Further, neither the record nor the briefs suggest that Plaintiffs were requiring the District to advance M.M.'s capabilities to meet the level of her peers. Rather, it appears that they were merely requiring that her education provide some objectively measurable sign of progress considering the deficits and difficulties she faced. Based on precedent, this Court will not disturb the ALJ's determination that the expert witnesses and their objective tests were more credible than the District's staff witnesses without "a showing that there [is] a good reason to do so" from the District. Bayonne Bd. of Educ., 602 F.3d at 568.

vii. Behavioral Problems & Attention Deficit Hyperactivity Disorder (ADHD)

Upon reviewing testimony from Gacki and Bonkoski, the ALJ stated that modifications were made during the 2008-2009 school year to assist M.M. with her ADHD. However, the 2008-2009 IEP was not revised to reflect these modifications. (See ALJ Decision at 25.) This was remedied in the 2009-2010 IEP, which reflected "an extensive list of [behavioral] interventions and M.M.'s response to such interventions." (See id.; see also R-41.) However, the ALJ did not reach a definitive finding as to whether the ADHD interventions were effective or whether private school placement was necessary.

Defendant argues that "there was nothing in the record below to suggest that M.M. having ADHD required a private school placement." (See Def.'s Br. 23.) In making this claim, Defendants rely on testimony from Bonkoski and Gacki that M.M.'s behavior "continued to improve." (See id.)

Though the ALJ did not explicitly find that M.M. required private school placement based on her ADHD, Plaintiffs infer this based on two factors: (1) that the fourth and fifth-grade IEPs were found to be inadequate, and (2) that neither IEP reflected interventions to address M.M.'s ADHD. (See Pls.' Br. 30.)

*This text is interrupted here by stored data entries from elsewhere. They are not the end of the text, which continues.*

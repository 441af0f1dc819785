use super::*;
use num_traits::{Euclid, Signed};

/// The integers, with arbitrary precision [`BigInt`] elements.
#[derive(Clone, Copy, PartialEq, Eq, Debug, Default)]
pub struct Z;

impl Ring for Z {
    type Element = BigInt;

    fn neg_assign(&self, e: &mut Self::Element) {
        neg_assign(e);
    }

    fn add_assign(&self, l: &mut Self::Element, r: &Self::Element) {
        *l += r;
    }

    fn sub_assign(&self, l: &mut Self::Element, r: &Self::Element) {
        *l -= r;
    }

    fn mul_assign(&self, l: &mut Self::Element, r: &Self::Element) {
        *l *= r;
    }

    fn mul_add_assign(
        &self,
        acc: &mut Self::Element,
        a: &Self::Element,
        b: &Self::Element,
    ) {
        if RingElement::is_zero(a) || RingElement::is_zero(b) {
            return;
        }
        *acc += a * b;
    }

    fn is_unit(&self, e: &Self::Element) -> bool {
        e.magnitude().is_one()
    }
}

impl IntDivRing for Z {
    fn euclidean_div(l: &Self::Element, r: &Self::Element) -> Self::Element {
        l.div_euclid(r)
    }

    fn euclidean_rem(l: &Self::Element, r: &Self::Element) -> Self::Element {
        l.rem_euclid(r)
    }
}

impl OrderedRing for Z {
    fn cmp(&self, l: &Self::Element, r: &Self::Element) -> std::cmp::Ordering {
        l.cmp(r)
    }

    fn is_negative(&self, e: &Self::Element) -> bool {
        e.is_negative()
    }

    fn abs_assign(&self, e: &mut Self::Element) {
        if e.is_negative() {
            self.neg_assign(e);
        }
    }

    fn cmp_abs(&self, l: &Self::Element, r: &Self::Element) -> std::cmp::Ordering {
        l.magnitude().cmp(r.magnitude())
    }
}

#[cfg(test)]
mod test {
    use super::*;
    use rand::SeedableRng as _;
    use rand::distr::{Distribution as _, Uniform};

    #[test]
    fn euclidean_rem_is_non_negative() {
        let mut rng = rand::rngs::StdRng::seed_from_u64(0);
        let dividend_dist = Uniform::new_inclusive(-1000, 1000).unwrap();
        let divisor_dist = Uniform::new_inclusive(-100, 100).unwrap();

        for _ in 0..1000 {
            let dividend: i64 = dividend_dist.sample(&mut rng);
            let divisor: i64 = loop {
                let d = divisor_dist.sample(&mut rng);
                if d != 0 {
                    break d;
                }
            };

            let (l, r) = (BigInt::from(dividend), BigInt::from(divisor));
            let q = Z::euclidean_div(&l, &r);
            let rem = Z::euclidean_rem(&l, &r);
            assert!(!rem.is_negative(), "rem({dividend}, {divisor}) = {rem}");
            assert!(rem.magnitude() < r.magnitude());
            assert_eq!(q * &r + rem, l);
        }
    }

    #[test]
    fn cmp_abs_ignores_sign() {
        assert!(Z.cmp_abs(&BigInt::from(-3), &BigInt::from(2)).is_gt());
        assert!(Z.cmp_abs(&BigInt::from(-2), &BigInt::from(2)).is_eq());
        assert!(Z.is_unit(&BigInt::from(-1)));
        assert!(!Z.is_unit(&BigInt::from(2)));
    }
}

Though Defendant does not recognize that M.M.'s ADHD required private school placement, it is clear from the record that M.M.'s behavioral problems were interconnected with her learning disability. As stated in Bonkoski's written notes, "the quality of M.M.'s comprehension and work products is dependent upon the length of time she is able to attend to a task and her available mental energy. . . ." (See ALJ Decision at 25.) This illustrates the significant impact M.M.'s ADHD had on her ability to learn and function, especially in light of her severe learning disabilities.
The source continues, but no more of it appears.